Main Article Content
CXCR 3 expression on CD4+T cells and in renal tissue of pediatric systemic lupus erythematosus patients
Abstract
Background: Pediatric systemic lupus erythematosus (pSLE) accounts for about 20% of all cases of Systemic Lupus Erythematosus (SLE), with nephritis occurring in approximately 50% of the patients. Objective: to evaluate the expression of CXCR3 in the kidneys and on CD4+ T cells in pSLE. Methods: This study was conducted on 45 patients with pSLE following up at the Allergy and Immunology Clinic, Children’s Hospital, Ain Shams University and 45 age and sex matched healthy children as a control group.
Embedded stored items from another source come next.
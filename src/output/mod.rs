//! Output for resolution results.
//!
//! Only the plain-text report exists: one block per duplicate group followed
//! by the statistics summary.
//!
//! # Example
//!
//! ```no_run
//! use dupurge::duplicates::detect;
//! use dupurge::output::TextReporter;
//! use dupurge::resolution::resolve;
//! use std::path::PathBuf;
//!
//! let groups = detect(vec![PathBuf::from("a"), PathBuf::from("b")]).unwrap();
//! let mut reporter = TextReporter::new(std::io::stdout(), false);
//! let stats = resolve(groups, None, false, &mut reporter).unwrap();
//! println!("{stats}");
//! ```

pub mod report;

// Re-export main types
pub use report::{
    format_elapsed, format_mtime, format_size, write_cleanup, write_roots, write_summary,
    TextReporter,
};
Medical history, clinical examination and routine laboratory investigations for assessment of disease activity were done for all patients, the frequency of CXCR3, CD4+ T cells was determined in all patients and controls. Twenty-five Paraffin blocks of patients with lupus nephritis (LN) (available at the time of the study) underwent immunohistochemistry staining for the frequencies of Chemokine C receptor (CXCR3). Results: The absolute level and percentage of serum CD4+CXCR3+ were significantly lower among our patients as compared to healthy controls. A significant direct correlation was found between serum CD4+CXCR3+ and both the lymphocytic count and quantitative Systemic Lupus erythematosus disease activity index (SLEDAI), as well as a significant inverse correlation between it and 24 hours urinary proteins. Variable degrees of CXCR3expression seemed to have no impact on laboratory tests, British Isles Lupus Assessment Group (BILAG) score and cumulative doses of Immunosuppressives. Conclusion: Serum CD4+CXCR3+ and not renal CXCR3 may be a potential marker of LN activity.